Having written, directed, produced and now performing in his play, Paper Dolls, Shaun Nolan brings whole new meaning to the phrase “solo performance”. He brings his debut play to the Fringe with the confidence and calmness of a seasoned performer. It details a challenging period in the life of fictitious Billy, a department-store worker who decides to run as an independent MP candidate. His first policy? To introduce a unisex changing room at his place of work, much to the horror of the locals. From there we follow the challenges he faces and the dilemmas that threaten to derail him on his journey to success.

Parts of the plot seem a little far-fetched. The idea of a unisex changing room causing national outrage doesn’t quite fly and may have been more convincing if Billy’s proposal had been something more genuinely controversial. However, this plot point is almost irrelevant by the end of the play. What it explores, and what the audience cares about, is Billy himself: his attempts to create meaningful change and the bravado with which he tackles his obstacles. He is endearing, funny and admirable.
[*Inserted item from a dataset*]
//! Resolution of message fields from raw archive properties.

pub mod address;
pub mod classify;
pub mod property;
What makes this work is Nolan. Already an accomplished actor and having had success on YouTube, his writing in Paper Dolls is carefully crafted with a good balance of humour, pathos and pace. It’s a fairly modest piece with no real set and limited props, but Nolan uses what he needs and exploits what he has – a secret bathroom meeting with an election competitor is hilariously captured simply by alternating the position of a handheld torch to switch between characters. We are engaged by the witty throwaway lines, the exaggerated accents and impressions, and the knowing nods at the audience. His comic timing is spot-on and he seems to intuit which lines are landing and then adlib here and there accordingly; at least, his natural performance gives the impression it’s adlibbed.

The narrative is relatively ordinary and maybe there’s nothing particularly experimental or groundbreaking here. Nevertheless, Paper Dolls is an entertaining and uplifting hour of storytelling that deserves to do well and will no doubt bolster Nolan’s promising career.